# Canada IEC Proof of Payment nightmare



## Niamh_M (Feb 4, 2013)

Hi!

I applied for the Canada IEC programme, and submitted my proof of payment. However, when I went to the bank the lady didn;t really know what she was doing and the account number of the embassy wasn't put on my proof of payment reciept, along with my payment reference number. Of course, the proof of payment was sent back and I was asked for these details to be added. I was just wondering how it was possible to alter this reciept. Can I bring it back to the bank tomorrow and they can alter it on the computer? Or can the people at the bank handwrite it on to my existing proof of payment after checking the transaction?

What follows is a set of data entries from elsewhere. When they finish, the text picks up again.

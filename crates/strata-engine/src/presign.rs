//! Presigned URL generation.
//!
//! The caller identifies the signing key by id only; the secret is fetched
//! and decrypted through IAM, used for the signature, and discarded.

use std::sync::Arc;

use chrono::Utc;
use tracing::debug;

use strata_auth::presigned::{PresignRequest, presign_url};

use crate::error::ServiceResult;
use crate::iam::IamService;

/// Inputs for presigning a URL.
#[derive(Debug, Clone)]
pub struct PresignInput {
    /// The signing access key id.
    pub access_key_id: String,
    /// HTTP method the URL authorizes.
    pub method: String,
    /// Bucket name.
    pub bucket: String,
    /// Object key.
    pub key: String,
    /// Validity in seconds; the service default when absent.
    pub expires_secs: Option<u64>,
    /// URL scheme.
    pub scheme: String,
    /// Host (and optional port) of the service endpoint.
    pub host: String,
}

/// Builds presigned URLs on behalf of access keys.
pub struct PresignService {
    iam: Arc<IamService>,
    region: String,
    service: String,
    default_expiry_secs: u64,
}

impl std::fmt::Debug for PresignService {
    fn fmt(&self, f: &mut std::fmt::Formatter<'_>) -> std::fmt::Result {
        f.debug_struct("PresignService")
            .field("region", &self.region)
            .field("default_expiry_secs", &self.default_expiry_secs)
            .finish_non_exhaustive()
    }
}

impl PresignService {
    /// Wire the service with its credential scope.
    pub fn new(
        iam: Arc<IamService>,
        region: impl Into<String>,
        service: impl Into<String>,
        default_expiry_secs: u64,
    ) -> Self {
        Self {
            iam,
            region: region.into(),
            service: service.into(),
            default_expiry_secs,
        }
    }

    /// Build a presigned URL.
    ///
    /// # Errors
    ///
    /// Key-resolution failures from IAM, or
    /// [`strata_auth::AuthError::InvalidPresignedUrl`] for an expiry
    /// outside one second to seven days.
    pub async fn presign(&self, input: PresignInput) -> ServiceResult<String> {
        let verified = self.iam.verify_access_key(&input.access_key_id).await?;

        let expires_secs = input.expires_secs.unwrap_or(self.default_expiry_secs);
        let url = presign_url(&PresignRequest {
            method: input.method.clone(),
            scheme: input.scheme.clone(),
            host: input.host.clone(),
            path: format!("/{}/{}", input.bucket, input.key),
            access_key_id: verified.access_key_id,
            secret_access_key: verified.secret_access_key,
            region: self.region.clone(),
            service: self.service.clone(),
            expires_secs,
            signed_at: Utc::now(),
        })?;

        debug!(
            access_key_id = %input.access_key_id,
            bucket = %input.bucket,
            key = %input.key,
            expires_secs,
            "built presigned URL"
        );
        Ok(url)
    }
}

#[cfg(test)]
mod tests {
    use std::time::Duration;

    use strata_auth::SigV4Verifier;
    use strata_core::crypto::{SecretBox, generate_master_key};
    use strata_meta::SqliteMetaStore;

    use crate::error::ServiceError;
    use crate::iam::IamCredentialBridge;

    use super::*;

    async fn setup() -> (PresignService, Arc<IamService>, String) {
        let store = Arc::new(SqliteMetaStore::in_memory().await.expect("test store"));
        let secrets = SecretBox::new(&generate_master_key()).expect("test key");
        let iam = Arc::new(IamService::new(store.clone(), store.clone(), secrets));

        let user = iam
            .create_user("alice", "alice@example.com", "pw-pw-pw", false)
            .await
            .expect("test user");
        let created = iam
            .create_access_key(user.id, None, None)
            .await
            .expect("test key");

        let svc = PresignService::new(iam.clone(), "us-east-1", "s3", 900);
        (svc, iam, created.key.access_key_id)
    }

    #[tokio::test]
    async fn test_should_presign_and_verify_through_iam() {
        let (svc, iam, access_key_id) = setup().await;

        let url = svc
            .presign(PresignInput {
                access_key_id: access_key_id.clone(),
                method: "GET".to_owned(),
                bucket: "photos".to_owned(),
                key: "cat.jpg".to_owned(),
                expires_secs: Some(3600),
                scheme: "http".to_owned(),
                host: "localhost:9000".to_owned(),
            })
            .await
            .expect("test presign");

        assert!(url.starts_with("http://localhost:9000/photos/cat.jpg?"));
        assert!(url.contains("X-Amz-Signature="));

        // The generated URL verifies against the same credential store.
        let (bridge, worker) = IamCredentialBridge::spawn(iam);
        let verifier = SigV4Verifier::new(bridge.clone(), Duration::from_secs(900));

        let (parts, ()) = http::Request::builder()
            .method("GET")
            .uri(url)
            .body(())
            .expect("test request")
            .into_parts();
        let principal = verifier.verify(&parts).await.expect("presigned verify");
        assert_eq!(principal.access_key_id, access_key_id);

        drop(verifier);
        drop(bridge);
        worker.await.expect("worker join");
    }

    #[tokio::test]
    async fn test_should_reject_out_of_range_expiry() {
        let (svc, _iam, access_key_id) = setup().await;

        for bad in [0, 604_801] {
            let result = svc
                .presign(PresignInput {
                    access_key_id: access_key_id.clone(),
                    method: "GET".to_owned(),
                    bucket: "b".to_owned(),
                    key: "k".to_owned(),
                    expires_secs: Some(bad),
                    scheme: "http".to_owned(),
                    host: "h".to_owned(),
                })
                .await;
            assert!(
                matches!(
                    result,
                    Err(ServiceError::Auth(
                        strata_auth::AuthError::InvalidPresignedUrl { .. }
                    ))
                ),
                "expiry {bad}"
            );
        }
    }

    #[tokio::test]
    async fn test_should_reject_unknown_signing_key() {
        let (svc, _iam, _) = setup().await;
        let result = svc
            .presign(PresignInput {
                access_key_id: "AKIADOESNOTEXIST0000".to_owned(),
                method: "GET".to_owned(),
                bucket: "b".to_owned(),
                key: "k".to_owned(),
                expires_secs: None,
                scheme: "http".to_owned(),
                host: "h".to_owned(),
            })
            .await;
        assert!(matches!(result, Err(ServiceError::NoSuchAccessKey)));
    }
}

Has anyone made a mistake such as mine or been in a similar position??

Help!

Thanks,

Niamh


----------



## Auld Yin (Mar 10, 2009)

Niamh_M said:


> Hi!
> 
> I applied for the Canada IEC programme, and submitted my proof of payment. However, when I went to the bank the lady didn;t really know what she was doing and the account number of the embassy wasn't put on my proof of payment reciept, along with my payment reference number. Of course, the proof of payment was sent back and I was asked for these details to be added. I was just wondering how it was possible to alter this reciept. Can I bring it back to the bank tomorrow and they can alter it on the computer? Or can the people at the bank handwrite it on to my existing proof of payment after checking the transaction?
> 
> ...


Just go to your bank and ask them for a replacement draft.


----------